7. Ulteriore tappa di questa panoramica sulla produzione del nostro autore con riguardo alla copertura legislativa dell’area compresa fra il lavoro autonomo e subordinato, è data da uno scritto, presentato con il titolo riduttivo di Note, relative alla problematica sollevata dall’art. 2, co. 1 (Collaborazioni organizzate dal committente) del d.lgs. n. 81/2015 (Diritto del lavoro, Note sulla disciplina di alcune collaborazioni coordinate, pp. 325 ss.). Persiani si sbarazza con noncuranza della disputa dottrinale circa la differenza fra etero-direzione e etero-organizzazione, non fosse altro perché metterebbe in causa la sua ben nota ricostruzione del contratto di lavoro come di organizzazione; e se ne sbarazza sostenendo che la prima può essere intesa come una specificazione della seconda e viceversa.
Essendo rimasto lo scenario lo stesso, con il ritorno in vigore dell’art. 409, n. 3 c.p.c. e con il mantenimento degli artt. 2094 e 2222 cod. civ., il problema si ripropone nei termini già considerati del divario fra subordinazione e coordinamento, se pur con un tratto differenziale, perché quando il “committente non si limiti a esercitare il potere di impartire istruzioni di una prestazione già definita contrattualmente, ma organizzi ‘anche’… i ‘tempi’ e il ‘luogo’ del lavoro, deve trovare applicazione ‘la disciplina del lavoro subordinato’” (ivi, p. 327-328). Senza, però, che il rapporto sia per questo equiparabile ad uno di lavoro subordinato, perché l’oggetto convenuto in termini di mansioni da svolgere rimane immodificabile. Riemerge qui quello che Persiani, civilista doc, costituisce l’elemento fisionomico del contratto di lavoro subordinato, cioè l’esistenza dello jus variandi, inteso come potere di modificare le stesse mansioni di assunzione, cioè l’oggetto stesso inizialmente convenuto.
Fra le molte interpretazioni proposte dalla dottrina, il nostro autore finisce per condividere esplicitamente quella per cui l’art. 2, co. 1, abbia introdotto “una presunzione relativa o assoluta che sia, dell’esistenza di una situazione analoga a quella della subordinazione” (ivi, p. 328), dove a dover essere sottolineata è proprio la spendita della parola “analoga”, quindi non coincidente, con la precisa finalità di arginare una ‘fuga dal lavoro’, che, d’altronde non sarebbe stata contenuta neppure dall’introduzione del lavoro a progetto.

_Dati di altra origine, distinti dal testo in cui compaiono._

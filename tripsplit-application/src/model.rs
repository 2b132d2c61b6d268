use crate::error::TripValidationError;
use fxhash::FxHashSet;
use rust_decimal::Decimal;
use tripsplit_domain::{Expense, Member, MemberId, Money};

/// Member entry as stored in a trip document.
#[derive(Debug, Clone, PartialEq, Eq)]
pub struct MemberRecord {
    pub user_id: String,
    pub name: Option<String>,
}

/// Expense entry as stored in a trip document.
#[derive(Debug, Clone, PartialEq, Eq)]
pub struct ExpenseRecord {
    pub title: Option<String>,
    pub amount: Decimal,
    pub paid_by: String,
    pub participants: Vec<String>,
}

#[derive(Debug, Clone, Default, PartialEq, Eq)]
pub struct TripRecord {
    pub name: Option<String>,
    pub members: Vec<MemberRecord>,
    pub expenses: Vec<ExpenseRecord>,
}

/// A trip whose members and expenses passed validation.
#[derive(Debug, Clone, PartialEq)]
pub struct Trip {
    pub name: Option<String>,
    pub members: Vec<Member>,
    pub expenses: Vec<Expense>,
}

impl TripRecord {
    /// Converts the raw record into the strict domain model.
    ///
    /// Payers and participants missing from the roster are kept; the balance
    /// calculator ignores them.
    pub fn validate(self) -> Result<Trip, TripValidationError> {
        let mut seen = FxHashSet::default();
        let mut members = Vec::with_capacity(self.members.len());
        for record in self.members {
            if !seen.insert(record.user_id.clone()) {
                tracing::warn!(member = %record.user_id, "duplicate member in roster");
                return Err(TripValidationError::DuplicateMember(record.user_id));
            }
            members.push(Member::new(record.user_id, record.name.unwrap_or_default()));
        }

        let expenses = self
            .expenses
            .into_iter()
            .enumerate()
            .map(|(idx, record)| record.validate(idx + 1))
            .collect::<Result<Vec<_>, _>>()?;

        Ok(Trip {
            name: self.name,
            members,
            expenses,
        })
    }
}

impl ExpenseRecord {
    fn validate(self, position: usize) -> Result<Expense, TripValidationError> {
        let amount = self.amount;
        let result = if amount.is_sign_negative() && !amount.is_zero() {
            Err(TripValidationError::NegativeAmount { position, amount })
        } else if amount.normalize().scale() > 2 {
            Err(TripValidationError::SubCentPrecision { position, amount })
        } else if self.participants.is_empty() {
            Err(TripValidationError::NoParticipants { position })
        } else {
            let mut seen = FxHashSet::default();
            match self.participants.iter().find(|id| !seen.insert(id.as_str())) {
                Some(member) => Err(TripValidationError::DuplicateParticipant {
                    position,
                    member: member.clone(),
                }),
                None => Money::from_decimal(amount)
                    .ok_or(TripValidationError::UnrepresentableAmount { position, amount }),
            }
        };

        match result {
            Ok(money) => Ok(Expense::new(money, self.paid_by, self.participants)),
            Err(err) => {
                tracing::warn!(position, title = ?self.title, error = %err, "rejected expense");
                Err(err)
            }
        }
    }
}

impl Trip {
    pub fn member(&self, id: &MemberId) -> Option<&Member> {
        self.members.iter().find(|member| &member.id == id)
    }
}
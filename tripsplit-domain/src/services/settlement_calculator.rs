use crate::{
    model::{Expense, Member, MemberBalances, MemberId, Money, Transfer},
    services::BalanceCalculator,
};

/// Settlement calculation service
pub struct SettlementCalculator;

impl SettlementCalculator {
    /// Calculate the transfers that bring every balance back to zero
    ///
    /// Largest debts are matched against largest credits first. The result is
    /// greedy, not a minimum-transfer solution.
    ///
    /// # Arguments
    /// * `balances` - Net balance per member (positive: owed money)
    ///
    /// # Returns
    /// Transfers in the order they were matched
    pub fn calculate(&self, balances: &MemberBalances) -> Vec<Transfer> {
        let mut debtors: Vec<(&MemberId, Money)> = Vec::new();
        let mut creditors: Vec<(&MemberId, Money)> = Vec::new();
        for (member, &balance) in balances {
            if !balance.is_finite() {
                tracing::warn!(member = member.as_str(), %balance, "skipping non-finite balance");
                continue;
            }
            if balance.is_settled() {
                continue;
            }
            if balance.is_negative() {
                debtors.push((member, balance));
            } else if balance.is_positive() {
                creditors.push((member, balance));
            }
        }

        // Stable sorts: equal balances keep roster order.
        debtors.sort_by(|(_, a), (_, b)| a.total_cmp(b));
        creditors.sort_by(|(_, a), (_, b)| b.total_cmp(a));

        let mut transfers =
            Vec::with_capacity((debtors.len() + creditors.len()).saturating_sub(1));
        let (mut debtor_idx, mut creditor_idx) = (0, 0);

        while debtor_idx < debtors.len() && creditor_idx < creditors.len() {
            let (debtor, debt) = &mut debtors[debtor_idx];
            let (creditor, credit) = &mut creditors[creditor_idx];

            let amount = debt.abs().min(*credit).round_to_cents();
            if amount.is_significant() {
                transfers.push(Transfer {
                    from: (*debtor).clone(),
                    to: (*creditor).clone(),
                    amount,
                });
            }

            *debt += amount;
            *credit -= amount;

            if debt.is_settled() || !debt.is_finite() {
                debtor_idx += 1;
            }
            if credit.is_settled() || !credit.is_finite() {
                creditor_idx += 1;
            }
        }

        tracing::debug!(
            debtors = debtors.len(),
            creditors = creditors.len(),
            transfers = transfers.len(),
            "settled balances"
        );

        transfers
    }
}

/// Transfers settling `expenses` between `members`.
pub fn settle_expenses(expenses: &[Expense], members: &[Member]) -> Vec<Transfer> {
    let balances = BalanceCalculator.net_balances(expenses, members);
    SettlementCalculator.calculate(&balances)
}

#[cfg(test)]
mod tests {
    use super::*;
    use rstest::{fixture, rstest};

    #[fixture]
    fn calculator() -> SettlementCalculator {
        SettlementCalculator
    }

    fn balances(entries: &[(&str, f64)]) -> MemberBalances {
        entries
            .iter()
            .map(|&(id, balance)| (MemberId::from(id), Money::new(balance)))
            .collect()
    }

    #[rstest]
    #[case::empty(&[], vec![])]
    #[case::all_settled(&[("a", 0.0), ("b", 0.004), ("c", -0.009)], vec![])]
    #[case::simple_pair(&[("a", 50.0), ("b", -50.0)], vec![("b", "a", 50.0)])]
    #[case::one_creditor_two_debtors(
        &[("a", 60.0), ("b", -15.0), ("c", -45.0)],
        vec![("c", "a", 45.0), ("b", "a", 15.0)]
    )]
    #[case::largest_first(
        &[("a", 10.0), ("b", 30.0), ("c", -25.0), ("d", -15.0)],
        vec![("c", "b", 25.0), ("d", "b", 5.0), ("d", "a", 10.0)]
    )]
    #[case::ties_keep_input_order(
        &[("a", -10.0), ("b", -10.0), ("c", 20.0)],
        vec![("a", "c", 10.0), ("b", "c", 10.0)]
    )]
    #[case::thirds_rounded(
        &[("a", 66.666_666_666_666_67), ("b", -33.333_333_333_333_336), ("c", -33.333_333_333_333_336)],
        vec![("b", "a", 33.33), ("c", "a", 33.33)]
    )]
    #[case::too_large_to_scale(&[("a", 1e307), ("b", -1e307)], vec![("b", "a", 1e307)])]
    #[case::non_finite_skipped(
        &[("a", f64::INFINITY), ("b", f64::NEG_INFINITY), ("c", f64::NAN), ("d", 5.0), ("e", -5.0)],
        vec![("e", "d", 5.0)]
    )]
    fn settlement_calculator_cases(
        calculator: SettlementCalculator,
        #[case] entries: &[(&str, f64)],
        #[case] expected: Vec<(&str, &str, f64)>,
    ) {
        let transfers = calculator.calculate(&balances(entries));

        let expected: Vec<Transfer> = expected
            .into_iter()
            .map(|(from, to, amount)| Transfer {
                from: MemberId::from(from),
                to: MemberId::from(to),
                amount: Money::new(amount),
            })
            .collect();
        assert_eq!(transfers, expected);
    }

    #[rstest]
    fn sub_cent_residue_is_not_emitted(calculator: SettlementCalculator) {
        let transfers = calculator.calculate(&balances(&[
            ("a", 10.004),
            ("b", -10.0),
            ("c", -0.004),
        ]));

        assert_eq!(
            transfers,
            vec![Transfer {
                from: MemberId::from("b"),
                to: MemberId::from("a"),
                amount: Money::new(10.0),
            }]
        );
    }

    #[rstest]
    fn greedy_walk_may_exceed_smaller_side(calculator: SettlementCalculator) {
        let transfers = calculator.calculate(&balances(&[
            ("a", 20.0),
            ("b", 20.0),
            ("c", 20.0),
            ("d", -30.0),
            ("e", -30.0),
        ]));

        assert_eq!(transfers.len(), 4);
        for transfer in &transfers {
            assert!(
                !transfers
                    .iter()
                    .any(|other| other.from == transfer.to && other.to == transfer.from)
            );
        }
    }

    #[test]
    fn settles_expenses_end_to_end() {
        let members = vec![
            Member::new("a", "Alice"),
            Member::new("b", "Bob"),
            Member::new("c", "Chloé"),
        ];
        let expenses = vec![
            Expense::new(Money::new(90.0), "a", ["a", "b", "c"]),
            Expense::new(Money::new(30.0), "b", ["b", "c"]),
        ];

        let transfers = settle_expenses(&expenses, &members);

        assert_eq!(
            transfers,
            vec![
                Transfer {
                    from: MemberId::from("c"),
                    to: MemberId::from("a"),
                    amount: Money::new(45.0),
                },
                Transfer {
                    from: MemberId::from("b"),
                    to: MemberId::from("a"),
                    amount: Money::new(15.0),
                },
            ]
        );
    }
}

Com’è suo costume, quando dalla sistematica si passa all’interpretazione letterale, Persiani lavora col bisturi del chirurgo maxillo-facciale, sì da escludere che il riferimento ai “tempi” e al “luogo”, debba considerarsi una endiadi inscindibile, essendo parole che designano situazioni profondamente diverse, per cui i giudici potranno in relazioni alle previste istruzioni impartite dal committente ritenere determinante l’elemento temporale o l’elemento logistico. Ma, se si vuol salvare la riconducibilità della figura di cui all’art. 2, co. 1 nella famiglia caratterizzata dal coordinamento, bisogna interpretare la conseguente attribuzione della “disciplina del rapporto subordinato” come riferita solo al lavoratore, non anche al committente, perché altrimenti quest’ultimo usufruirebbe anche del potere direttivo, risultando parificato in tutto e per tutto al datore di lavoro. Il che sarebbe successo se il legislatore avesse lavorato anche sulla fattispecie, eliminando il coordinamento a favore della subordinazione, ma in verità lo ha fatto solo sugli effetti, come prova un dato puntuale, che, cioè, la normativa in parola è applicabile solo a decorrere dal 1° gennaio 2016. Comunque, se pur ridotti gli effetti alla sola disciplina del rapporto di lavoro posta la protezione del collaboratore, questa non si applica integralmente, restando fuori la tutela previdenziale, se non altro per ragioni di bilancio.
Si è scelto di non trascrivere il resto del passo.